Un des enjeux importants en nanophotonique est le contrôle des photons — émission, propagation et détection — dans de petits volumes de l’ordre de quelques λ³ afin de réaliser de nouveaux composants très compacts. Les applications de ce contrôle couvrent des domaines très variés allant des interconnexions optiques à la réalisation d’expériences d’électrodynamique quantique à l’état solide, en passant par la conception de nouvelles sources de lumière aux fonctionnalités originales, sources de photons uniques ou lasers sans seuil par exemple. Depuis les articles fondateurs de la fin des années 80 [Yab87, Joh87, Yab91], le domaine des cristaux photoniques est sorti du cadre du contrôle de l’émission spontanée pour se diversifier aux problématiques de la propagation et de la détection. C’est ainsi que les structures à base de cristaux photoniques, au sens large du terme, constituent aujourd’hui les briques élémentaires d’un véritable « mécano » pour la lumière.
Cependant, les règles du jeu ne sont pas encore totalement maîtrisées. Pour y parvenir, il est nécessaire de bien comprendre l’interaction de la lumière avec des matériaux structurés à une échelle légèrement plus petite que la longueur d’onde. Bien que pouvant être calculées numériquement puisqu’elles sont entièrement contenues dans les équations de Maxwell, ces interactions n’en sont pas moins difficiles à interpréter en termes de quantités physiques simples. Ce n’est pourtant qu’au prix d’une telle interprétation qu’il sera possible de contrôler le flot de la lumière à l’échelle de la longueur d’onde. Autrement dit de maîtriser la conception et la réalisation de nouveaux composants pour l’optique et l’optoélectronique.
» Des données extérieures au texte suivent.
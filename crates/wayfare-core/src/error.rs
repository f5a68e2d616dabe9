//! Error type shared across the Wayfare crates.

use thiserror::Error;

pub type Result<T> = std::result::Result<T, WayfareError>;

/// Failure taxonomy for the protocol adapter and its collaborators.
///
/// Every failure that crosses a crate boundary is one of these variants;
/// the dispatcher converts them into JSON-RPC error envelopes or terminal
/// task states, so nothing escapes to the transport layer unconverted.
#[derive(Debug, Error)]
pub enum WayfareError {
    /// The JSON-RPC envelope was malformed or required params were missing.
    #[error("invalid params: {0}")]
    InvalidParams(String),

    /// The request named a method outside the supported set.
    #[error("method not found: {0}")]
    MethodNotFound(String),

    /// The agent collaborator failed, timed out, or produced unusable output.
    #[error("agent invocation failed: {0}")]
    AgentFailure(String),

    /// JSON serialization or deserialization failed.
    #[error("json error: {0}")]
    Json(#[from] serde_json::Error),

    /// An adapter invariant was violated.
    #[error("internal error: {0}")]
    Internal(String),
}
Au cours de cette thèse, nous nous sommes intéressés à des structures à base de cristaux photoniques bidimensionnels gravés dans un empilement de couches minces, structures qui peuvent être utilisées aussi bien en optique guidée qu’en optique en espace libre. Nous avons réalisé trois études différentes autour de la problématique de la compréhension des interactions de la lumière avec ces structures : une étude théorique et numérique de la propagation de la lumière dans des guides à cristaux photoniques, une étude d’optiques diffractives blazées sur une large plage spectrale et une étude du confinement de la lumière dans des microcavités à cristaux photoniques. Ces études sont rapportées dans le manuscrit sous forme de trois parties largement indépendantes.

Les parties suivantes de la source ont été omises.